We have now revised the description to “mechano-sensory organ”.
eg. Line 184, 194, and many more. Most times, the authors call testis muscle precursors "myoblasts". This is correct sometimes, but only when referring to the stage before myoblast-fusion, which takes place directly before epithelial fusion (28 h APF). Postmyoblast-fusion (eg. during migration onto the testis), these cells should be called myotubes or nascent myotubes, as the fly muscle community defined the term myoblast as the singlenuclei precursors to myotubes.
We have now revised the description accordingly.
(4) Line 217/Figure 2B. It looks like there is a myotube bridge between the testis and the genital disc. I would point that out if it's true. If the authors have a larger z-stack of this connection, I suggest creating an MIP, and checking if there are little clusters of two/three/four nuclei packed together. This would clearly show that the cells in between are indeed myotubes (granted that loss of ham does not introduce myoblast-fusion-defects).
We do not have a Z-stack of this connection, and thus can not confirm whether the cells in this image are myotubes. However, we found that mytubes can migrate onto the testis and form the muscular sheet in the ham mutant despite reduced myotube density. At the junction there are myotubes, suggesting that loss of ham does not introduce myoblast-fusion defects. These results are now included in the revised manuscript, supplementary Fig. 5 C-D.
(5) Line 231/Supplementary Fig. 3C-G: I would add to the cartoons, where the different markers are expressed.
We have added marker gene expression in the cartoons.
(6) Line 239. I don't see what Figure 1A/1H refers to, here.
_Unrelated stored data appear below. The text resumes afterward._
//! Error Handling Module
//!
//! Unified error handling for the authentication service.
//! It covers:
//! 1. Domain-specific error types (validation, storage, auth, config)
//! 2. The unified `AppError` used for control flow
//! 3. HTTP response mapping with structured logging

use actix_web::{error::ResponseError, http::StatusCode, HttpResponse};
use thiserror::Error;

/// ============================================================================
/// 1. DOMAIN-SPECIFIC ERROR TYPES
/// ============================================================================

/// Validation errors for request input
#[derive(Debug, Clone, PartialEq, Eq, Error)]
pub enum ValidationError {
    #[error("{0} is empty")]
    EmptyField(&'static str),
    #[error("{0} is too long (maximum {1} characters)")]
    TooLong(&'static str, usize),
}

/// Identity store errors
#[derive(Debug, Error)]
pub enum DatabaseError {
    #[error("Not found: {0}")]
    NotFound(String),
    /// A conditional update found a different value than the one it expected.
    #[error("Conflicting update: {0}")]
    Conflict(String),
    #[error("Query error: {0}")]
    QueryExecution(String),
    #[error("Database connection error: {0}")]
    ConnectionPool(String),
    #[error("Database error: {0}")]
    UnexpectedError(String),
}

/// Configuration errors
#[derive(Debug, Error)]
pub enum ConfigError {
    #[error("Missing required config: {0}")]
    MissingRequired(String),
    #[error("Invalid config value: {0}")]
    InvalidValue(String),
}

/// Authentication errors
///
/// Terminal, caller-facing outcomes. `InvalidCredentials` deliberately covers
/// both an unknown username and a wrong password.
#[derive(Debug, Clone, Copy, PartialEq, Eq, Error)]
pub enum AuthError {
    #[error("Invalid credentials")]
    InvalidCredentials,
    #[error("Account is not active")]
    AccountInactive,
    #[error("Invalid token")]
    InvalidToken,
    #[error("Token has expired or was invalidated")]
    TokenExpiredOrInvalidated,
}

/// Infrastructure failures behind the core (store, signer, hasher)
#[derive(Debug, Error)]
pub enum UpstreamError {
    #[error(transparent)]
    Database(#[from] DatabaseError),
    #[error("token signing failed: {0}")]
    Signing(String),
    #[error("hashing failed: {0}")]
    Hashing(String),
}

/// ============================================================================
/// 2. UNIFIED APPLICATION ERROR TYPE
/// ============================================================================

/// Central error type that all application errors map to
#[derive(Debug, Error)]
pub enum AppError {
    #[error(transparent)]
    Validation(#[from] ValidationError),
    #[error(transparent)]
    Auth(#[from] AuthError),
    #[error("{operation}: {source}")]
    Upstream {
        operation: &'static str,
        #[source]
        source: UpstreamError,
    },
    #[error(transparent)]
    Config(#[from] ConfigError),
    #[error("Request cancelled during {operation}")]
    Cancelled { operation: &'static str },
    #[error("Internal error: {0}")]
    Internal(String),
}

impl AppError {
    /// Wrap an infrastructure failure with the operation it interrupted.
    pub fn upstream(operation: &'static str, source: impl Into<UpstreamError>) -> Self {
        AppError::Upstream {
            operation,
            source: source.into(),
        }
    }

    /// The domain outcome, if this is one.
    pub fn auth_error(&self) -> Option<AuthError> {
        match self {
            AppError::Auth(e) => Some(*e),
            _ => None,
        }
    }

    pub fn is_not_found(&self) -> bool {
        matches!(
            self,
            AppError::Upstream {
                source: UpstreamError::Database(DatabaseError::NotFound(_)),
                ..
            }
        )
    }

    pub fn is_conflict(&self) -> bool {
        matches!(
            self,
            AppError::Upstream {
                source: UpstreamError::Database(DatabaseError::Conflict(_)),
                ..
            }
        )
    }
}

impl From<sqlx::Error> for DatabaseError {
    fn from(err: sqlx::Error) -> Self {
        match err {
            sqlx::Error::RowNotFound => DatabaseError::NotFound("Record not found".to_string()),
            sqlx::Error::PoolTimedOut | sqlx::Error::PoolClosed | sqlx::Error::Io(_) => {
                DatabaseError::ConnectionPool(err.to_string())
            }
            sqlx::Error::Database(_) => DatabaseError::QueryExecution(err.to_string()),
            other => DatabaseError::UnexpectedError(other.to_string()),
        }
    }
}

// ============================================================================
// 3. HTTP RESPONSE MAPPING
// ============================================================================

/// Error response structure for HTTP responses
#[derive(Debug, serde::Serialize)]
pub struct ErrorResponse {
    /// Unique error ID for tracking
    pub error_id: String,
    /// Human-readable error message
    pub message: String,
    /// Error code for client-side handling
    pub code: String,
    /// HTTP status code
    pub status: u16,
    /// Timestamp when error occurred
    pub timestamp: String,
}

impl ErrorResponse {
    pub fn new(error_id: String, message: String, code: String, status: u16) -> Self {
        Self {
            error_id,
            message,
            code,
            status,
            timestamp: chrono::Utc::now().to_rfc3339(),
        }
    }
}

/// Trait for converting errors to HTTP responses with proper logging
pub trait ErrorHandler {
    fn error_response(&self, request_id: &str) -> (StatusCode, ErrorResponse);
    fn log_error(&self, request_id: &str);
}

impl AppError {
    fn classify(&self) -> (StatusCode, &'static str, String) {
        match self {
            AppError::Validation(e) => (StatusCode::BAD_REQUEST, "VALIDATION_ERROR", e.to_string()),

            AppError::Auth(e) => match e {
                AuthError::InvalidCredentials => (
                    StatusCode::UNAUTHORIZED,
                    "INVALID_CREDENTIALS",
                    e.to_string(),
                ),
                AuthError::AccountInactive => {
                    (StatusCode::FORBIDDEN, "ACCOUNT_INACTIVE", e.to_string())
                }
                AuthError::InvalidToken => {
                    (StatusCode::UNAUTHORIZED, "TOKEN_INVALID", e.to_string())
                }
                AuthError::TokenExpiredOrInvalidated => {
                    (StatusCode::UNAUTHORIZED, "TOKEN_EXPIRED", e.to_string())
                }
            },

            AppError::Upstream {
                source: UpstreamError::Database(e),
                ..
            } => match e {
                DatabaseError::NotFound(_) => (
                    StatusCode::NOT_FOUND,
                    "NOT_FOUND",
                    "Account not found".to_string(),
                ),
                DatabaseError::ConnectionPool(_) => (
                    StatusCode::SERVICE_UNAVAILABLE,
                    "SERVICE_UNAVAILABLE",
                    "Database service temporarily unavailable".to_string(),
                ),
                _ => (
                    StatusCode::INTERNAL_SERVER_ERROR,
                    "DATABASE_ERROR",
                    "Database error occurred".to_string(),
                ),
            },

            AppError::Upstream { .. } | AppError::Internal(_) => (
                StatusCode::INTERNAL_SERVER_ERROR,
                "INTERNAL_ERROR",
                "Internal server error".to_string(),
            ),

            AppError::Config(_) => (
                StatusCode::INTERNAL_SERVER_ERROR,
                "CONFIG_ERROR",
                "Server configuration error".to_string(),
            ),

            AppError::Cancelled { .. } => (
                StatusCode::SERVICE_UNAVAILABLE,
                "REQUEST_CANCELLED",
                "Request was cancelled before it completed".to_string(),
            ),
        }
    }
}

impl ErrorHandler for AppError {
    fn error_response(&self, request_id: &str) -> (StatusCode, ErrorResponse) {
        let (status, code, message) = self.classify();
        let response =
            ErrorResponse::new(request_id.to_string(), message, code.to_string(), status.as_u16());
        (status, response)
    }

    fn log_error(&self, request_id: &str) {
        match self {
            AppError::Validation(e) => {
                tracing::warn!(request_id = request_id, error = %e, "Validation error");
            }
            AppError::Auth(AuthError::InvalidCredentials) => {
                tracing::warn!(request_id = request_id, error = %self, "Invalid credentials attempt");
            }
            AppError::Auth(e) => {
                tracing::warn!(request_id = request_id, error = %e, "Authentication error");
            }
            AppError::Upstream { operation, source } => {
                tracing::error!(
                    request_id = request_id,
                    operation = operation,
                    error = %source,
                    "Upstream failure"
                );
            }
            AppError::Config(e) => {
                tracing::error!(request_id = request_id, error = %e, "Configuration error");
            }
            AppError::Cancelled { operation } => {
                tracing::warn!(request_id = request_id, operation = operation, "Request cancelled");
            }
            AppError::Internal(msg) => {
                tracing::error!(request_id = request_id, error = %msg, "Internal error");
            }
        }
    }
}

impl ResponseError for AppError {
    fn error_response(&self) -> HttpResponse {
        let request_id = uuid::Uuid::new_v4().to_string();
        self.log_error(&request_id);

        let (status, error_response) = <Self as ErrorHandler>::error_response(self, &request_id);

        HttpResponse::build(status).json(error_response)
    }

    fn status_code(&self) -> StatusCode {
        self.classify().0
    }
}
I would perhaps just remove it.
Yes, we have removed it.
(7) Line 232. I would rephrase the beginning of the sentence to: Our data suggest Ham to be...
Yes, we have revised it.
(8) Line 248-250/Figure 2F. Clonal analyses are great, but I think single channels should be shown in black and white. Also, a version without the white dashed line should be shown, to clearly see the differences between wt and ham-mutant cells.
Now single channel images from the green and red images are presented in Supplementary Figures. This particular one is in Supplementary Figure 3B.
(9) Line 490. The Toll-9 phenotype was identified on the sterility effect/lack-of-spermphenotype alone, and it was deduced, that this suggests connection defects. By showing the right focus plane in Fig S8B (lower right), it should be easy to directly show whether there is a connection defect or not. Also, one would expect clearer testis-shaping defects, like in ham-mutants, as a loss of connection should also affect myotube migration to shape the testis. This is just a minor point, as it only affects supplementary data with no larger impact on the overall findings, even if Toll-9 is shown not to have a defect, after all.
We find that scoring defects at the junction site at the adult stage is difficult and may not be always accurate. Instead, we score the presence of sperms in the SV, which indirectly but firmly suggests successful connection between the TE and SV. We have now included a quantification graph, showing the penetrance of the phentoype in the new Supplementary Fig.14C. There were indeed morphological defects of TE in Toll-9 RNAi animals. We now included the image and quantification in the new Supplementary Fig.14B.